Required action:
In the records below, find each line with the word "kind" and copy it.

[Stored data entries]

*** Begin section ***

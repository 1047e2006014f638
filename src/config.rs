use once_cell::sync::Lazy;
use regex::Regex;
use std::fmt;
use std::path::PathBuf;
use std::str::FromStr;
use std::time::Duration;
use thiserror::Error;

pub const DEFAULT_STATION: &str = "KSFO";
pub const DEFAULT_ZONE: &str = "CAZ006";
pub const DEFAULT_RADAR: &str = "MUX";
pub const DEFAULT_API_BASE: &str = "https://api.weather.gov";
pub const DEFAULT_RADAR_URL: &str = "https://radblast.wunderground.com/cgi-bin/radar/WUNIDS_map?station={station}&num=10&delay=50&rainsnow=1&smooth=1";
pub const DEFAULT_OUTPUT: &str = "/opt/opennms/jetty-webapps/opennms/includes/weather.jsp";
pub const DEFAULT_RADAR_PATH: &str = "/opt/opennms/jetty-webapps/opennms/includes/radar.gif";
pub const DEFAULT_RADAR_SRC: &str = "/opennms/includes/radar.gif";
pub const DEFAULT_USER_AGENT: &str = concat!("weather-panel/", env!("CARGO_PKG_VERSION"));
pub const DEFAULT_TIMEOUT_SECS: u64 = 10;
pub const DEFAULT_RETRY_DELAY_MS: u64 = 500;

static STATION_RE: Lazy<Regex> = Lazy::new(|| Regex::new(r"^[A-Z0-9]{3,5}$").unwrap());
static ZONE_RE: Lazy<Regex> = Lazy::new(|| Regex::new(r"^[A-Z]{2}[CZ][0-9]{3}$").unwrap());
static RADAR_RE: Lazy<Regex> = Lazy::new(|| Regex::new(r"^[A-Z0-9]{3,4}$").unwrap());

#[derive(Debug, Error, PartialEq, Eq)]
#[error("invalid {kind} id: {value:?}")]
pub struct InvalidId {
    kind: &'static str,
    value: String,
}

fn parse_id(kind: &'static str, re: &Regex, s: &str) -> Result<String, InvalidId> {
    let id = s.trim().to_ascii_uppercase();
    if re.is_match(&id) {
        Ok(id)
    } else {
        Err(InvalidId {
            kind,
            value: s.to_string(),
        })
    }
}

macro_rules! identifier {
    ($name:ident, $kind:literal, $re:ident) => {
        #[derive(Debug, Clone, PartialEq, Eq)]
        pub struct $name(String);

        impl $name {
            pub fn as_str(&self) -> &str {
                &self.0
            }
        }

        impl FromStr for $name {
            type Err = InvalidId;

            fn from_str(s: &str) -> Result<Self, Self::Err> {
                parse_id($kind, &$re, s).map($name)
            }
        }

        impl fmt::Display for $name {
            fn fmt(&self, f: &mut fmt::Formatter) -> fmt::Result {
                f.write_str(&self.0)
            }
        }
    };
}

identifier!(StationId, "station", STATION_RE);
identifier!(ZoneId, "zone", ZONE_RE);
identifier!(RadarId, "radar", RADAR_RE);

#[derive(Debug, Clone, Copy, PartialEq, Eq, clap::ValueEnum)]
pub enum TemperatureUnit {
    Fahrenheit,
    Celsius,
}

/// Everything a single run needs. Built once by the binary and passed down.
#[derive(Debug, Clone)]
pub struct Config {
    pub station: StationId,
    pub zone: ZoneId,
    pub unit: TemperatureUnit,
    /// `None` disables the radar download and the radar image tag.
    pub radar: Option<RadarId>,
    pub api_base: String,
    /// URL of the radar image with `{station}` standing in for the radar id.
    pub radar_url: String,
    pub output: PathBuf,
    pub radar_path: PathBuf,
    /// Where the dashboard serves `radar_path` from.
    pub radar_src: String,
    pub user_agent: String,
    pub timeout: Duration,
    pub retry_delay: Duration,
}

impl Config {
    pub fn radar_url_for(&self, radar: &RadarId) -> String {
        self.radar_url.replace("{station}", radar.as_str())
    }
}

impl Default for Config {
    fn default() -> Config {
        Config {
            station: StationId(DEFAULT_STATION.to_string()),
            zone: ZoneId(DEFAULT_ZONE.to_string()),
            unit: TemperatureUnit::Fahrenheit,
            radar: Some(RadarId(DEFAULT_RADAR.to_string())),
            api_base: DEFAULT_API_BASE.to_string(),
            radar_url: DEFAULT_RADAR_URL.to_string(),
            output: PathBuf::from(DEFAULT_OUTPUT),
            radar_path: PathBuf::from(DEFAULT_RADAR_PATH),
            radar_src: DEFAULT_RADAR_SRC.to_string(),
            user_agent: DEFAULT_USER_AGENT.to_string(),
            timeout: Duration::from_secs(DEFAULT_TIMEOUT_SECS),
            retry_delay: Duration::from_millis(DEFAULT_RETRY_DELAY_MS),
        }
    }
}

*** End section ***

Result:
#[error("invalid {kind} id: {value:?}")]
    kind: &'static str,
fn parse_id(kind: &'static str, re: &Regex, s: &str) -> Result<String, InvalidId> {
            kind,
    ($name:ident, $kind:literal, $re:ident) => {
                parse_id($kind, &$re, s).map($name)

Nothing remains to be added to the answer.